Derrida hat nach seinen eigenen Worten ›niemals wirklich aufgehört‹ in diesem arabisch-islamischen Land zu wohnen, obwohl er schon in jungen Jahren nach Frankreich übergesiedelt ist, wo er sich im Blick auf dessen Sprache und Kultur zutiefst integriert hat. Und er hat die Grundfragen des jüdischen Glaubens, daß Gott nicht erkannt werden kann und nicht genannt werden darf, zum Angelpunkt seines Denkens gemacht. Seine Dekonstruktion der europäisch-westlichen Philosophie, insbesondere Platons, Rousseaus, Hegels und Husserls, als phonozentrisch weitet er in seiner Grammatologie (1968) aus zu einer Kritik am Ethnozentrismus dieser philosophischen Tradition.

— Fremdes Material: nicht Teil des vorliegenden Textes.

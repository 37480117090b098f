//! Yahoo Finance price provider.
//!
//! Fetches daily adjusted closes from Yahoo's v8 chart API, one symbol per
//! request. Transient failures (connect errors, timeouts, 429, 5xx) are retried
//! with exponential backoff up to `max_retries` times; the default is zero.
//!
//! Yahoo Finance has no official API and is subject to unannounced format changes.

use super::provider::{DataError, FetchResult, PricePoint, PriceProvider};
use crate::config::ProviderSettings;
use chrono::NaiveDate;
use serde::Deserialize;
use std::time::Duration;
use tracing::{debug, warn};

const BASE_URL: &str = "https://query2.finance.yahoo.com";

/// Yahoo Finance v8 chart API response.
#[derive(Debug, Deserialize)]
struct ChartResponse {
    chart: ChartResult,
}

#[derive(Debug, Deserialize)]
struct ChartResult {
    result: Option<Vec<ChartData>>,
    error: Option<ChartError>,
}

#[derive(Debug, Deserialize)]
struct ChartError {
    code: String,
    description: String,
}

#[derive(Debug, Deserialize)]
struct ChartData {
    #[serde(default)]
    meta: Option<ChartMeta>,
    timestamp: Option<Vec<i64>>,
    indicators: Indicators,
}

/// Exchange metadata; `gmtoffset` is the exchange's UTC offset in seconds.
#[derive(Debug, Deserialize)]
struct ChartMeta {
    #[serde(default)]
    gmtoffset: i64,
}

#[derive(Debug, Deserialize)]
struct Indicators {
    adjclose: Option<Vec<AdjCloseData>>,
}

#[derive(Debug, Deserialize)]
struct AdjCloseData {
    adjclose: Vec<Option<f64>>,
}

/// What to do with an HTTP response status.
#[derive(Debug)]
enum StatusAction {
    /// Success; parse the body.
    Parse,
    /// Transient failure; try again if attempts remain.
    Retry(DataError),
    /// Permanent failure.
    Fail(DataError),
}

/// Map a chart API response status to the action the retry loop takes.
fn classify_status(
    status: reqwest::StatusCode,
    symbol: &str,
    retry_after_secs: Option<u64>,
) -> StatusAction {
    use reqwest::StatusCode;

    match status {
        s if s.is_success() => StatusAction::Parse,
        StatusCode::UNAUTHORIZED | StatusCode::FORBIDDEN => {
            StatusAction::Fail(DataError::AccessDenied {
                status: status.as_u16(),
            })
        }
        StatusCode::NOT_FOUND => StatusAction::Fail(DataError::SymbolNotFound {
            symbol: symbol.to_string(),
        }),
        StatusCode::TOO_MANY_REQUESTS => StatusAction::Retry(DataError::RateLimited {
            retry_after_secs: retry_after_secs.unwrap_or(60),
        }),
        s if s.is_server_error() => {
            StatusAction::Retry(DataError::Other(format!("HTTP {status} for {symbol}")))
        }
        _ => StatusAction::Fail(DataError::Other(format!("HTTP {status} for {symbol}"))),
    }
}

/// Yahoo Finance price provider.
pub struct YahooProvider {
    client: reqwest::blocking::Client,
    base_url: String,
    max_retries: u32,
    base_delay: Duration,
}

impl YahooProvider {
    pub fn new(settings: &ProviderSettings) -> Result<Self, DataError> {
        let client = reqwest::blocking::Client::builder()
            .timeout(Duration::from_secs(settings.timeout_secs))
            .user_agent("Mozilla/5.0 (Windows NT 10.0; Win64; x64) AppleWebKit/537.36")
            .build()
            .map_err(|e| DataError::Other(format!("failed to build HTTP client: {e}")))?;

        Ok(Self {
            client,
            base_url: BASE_URL.to_string(),
            max_retries: settings.max_retries,
            base_delay: Duration::from_millis(settings.retry_base_delay_ms),
        })
    }

    /// Build the chart API URL for a symbol and an inclusive date range.
    fn chart_url(&self, symbol: &str, start: NaiveDate, end: NaiveDate) -> String {
        let start_ts = start.and_time(chrono::NaiveTime::MIN).and_utc().timestamp();
        let end_ts = (end + chrono::Duration::days(1))
            .and_time(chrono::NaiveTime::MIN)
            .and_utc()
            .timestamp()
            - 1;
        format!(
            "{}/v8/finance/chart/{symbol}\
             ?period1={start_ts}&period2={end_ts}&interval=1d\
             &includeAdjustedClose=true",
            self.base_url
        )
    }

    /// Parse the chart API response into price points.
    ///
    /// A response with no timestamps means the range held no trading days and
    /// yields an empty list rather than an error.
    fn parse_response(symbol: &str, resp: ChartResponse) -> Result<Vec<PricePoint>, DataError> {
        let result = resp.chart.result.ok_or_else(|| {
            if let Some(err) = resp.chart.error {
                if err.code == "Not Found" {
                    DataError::SymbolNotFound {
                        symbol: symbol.to_string(),
                    }
                } else {
                    DataError::ResponseFormatChanged(format!("{}: {}", err.code, err.description))
                }
            } else {
                DataError::ResponseFormatChanged("empty result with no error".into())
            }
        })?;

        let data = result
            .into_iter()
            .next()
            .ok_or_else(|| DataError::ResponseFormatChanged("result array is empty".into()))?;

        let Some(timestamps) = data.timestamp else {
            return Ok(Vec::new());
        };
        // Session timestamps are UTC; dates are the exchange's local trading day.
        let gmtoffset = data.meta.map_or(0, |m| m.gmtoffset);

        let adj_closes = data
            .indicators
            .adjclose
            .and_then(|v| v.into_iter().next())
            .map(|a| a.adjclose)
            .ok_or_else(|| DataError::ResponseFormatChanged("no adjclose indicator".into()))?;

        let mut points: Vec<PricePoint> = Vec::with_capacity(timestamps.len());
        for (i, &ts) in timestamps.iter().enumerate() {
            let date = ts
                .checked_add(gmtoffset)
                .and_then(|local| chrono::DateTime::from_timestamp(local, 0))
                .map(|dt| dt.naive_utc().date())
                .ok_or_else(|| {
                    DataError::ResponseFormatChanged(format!("invalid timestamp: {ts}"))
                })?;
            let adj_close = adj_closes.get(i).copied().flatten();

            // Intraday snapshots can repeat the last session's date; keep the latest.
            match points.last_mut() {
                Some(last) if last.date == date => last.adj_close = adj_close,
                _ => points.push(PricePoint { date, adj_close }),
            }
        }

        Ok(points)
    }

    /// Execute a single request, retrying transient failures.
    fn fetch_with_retry(
        &self,
        symbol: &str,
        start: NaiveDate,
        end: NaiveDate,
    ) -> Result<Vec<PricePoint>, DataError> {
        let url = self.chart_url(symbol, start, end);
        let mut last_error = None;

        for attempt in 0..=self.max_retries {
            if attempt > 0 {
                let delay = self.base_delay * 2u32.pow(attempt - 1);
                warn!(symbol, attempt, ?delay, "retrying Yahoo request");
                std::thread::sleep(delay);
            }

            debug!(symbol, %url, "GET");
            match self.client.get(&url).send() {
                Ok(resp) => {
                    let retry_after = resp
                        .headers()
                        .get("retry-after")
                        .and_then(|v| v.to_str().ok())
                        .and_then(|v| v.parse::<u64>().ok());

                    match classify_status(resp.status(), symbol, retry_after) {
                        StatusAction::Parse => {}
                        StatusAction::Retry(err) => {
                            last_error = Some(err);
                            continue;
                        }
                        StatusAction::Fail(err) => return Err(err),
                    }

                    let chart: ChartResponse = resp.json().map_err(|e| {
                        DataError::ResponseFormatChanged(format!(
                            "failed to parse response for {symbol}: {e}"
                        ))
                    })?;

                    return Self::parse_response(symbol, chart);
                }
                Err(e) => {
                    if e.is_connect() || e.is_timeout() {
                        last_error = Some(DataError::NetworkUnreachable(e.to_string()));
                        continue;
                    }
                    return Err(DataError::NetworkUnreachable(e.to_string()));
                }
            }
        }

        Err(last_error.unwrap_or_else(|| DataError::Other("max retries exceeded".into())))
    }
}

impl PriceProvider for YahooProvider {
    fn name(&self) -> &str {
        "yahoo_finance"
    }

    fn fetch(
        &self,
        symbol: &str,
        start: NaiveDate,
        end: NaiveDate,
    ) -> Result<FetchResult, DataError> {
        let points = self.fetch_with_retry(symbol, start, end)?;
        Ok(FetchResult {
            symbol: symbol.to_string(),
            points,
        })
    }
}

Der Kern von Derridas Haltung anderen Kulturen gegenüber ist der Respekt vor dem Anderen, den er im Sinn von Levinas radikal zu denken sucht. Zwischen der Dekonstruktion (der europäisch-westlichen Philosophie) und der Dekolonisation (Afrikas) sieht er (als Afrikaner) eine strukturelle Übereinkunft, sofern beide ihren Weg finden müssen, ohne das Ziel zu kennen. Die europäisch-westliche politische Kultur, die auf dem Weg zur Demokratie ist (und bleibt), ist seiner Ansicht nach nicht ein Modell für den Rest der Welt, sondern ein ›Versprechen‹, auf das sich jedes andere Land in anderen Weltteilen auf seine Weise berufen kann. Indem er ›unbedingte Gastfreundschaft‹ geradezu mit Ethik identifiziert, setzt er ein unübersehbares Zeichen für die Diskussion inter- und multikultureller Fragen. Das ist nicht als Ideal gemeint, das nie ganz verwirklicht werden kann, auch nicht als ›regulative Maxime‹ im Sinne Kants, nach der man handeln soll, ›als ob‹ sie bestünde, sondern als ›Messianik‹ ohne Messianismus, als etwas das Zukunft ist und bleibt und als solches das Denken und Handeln bestimmt.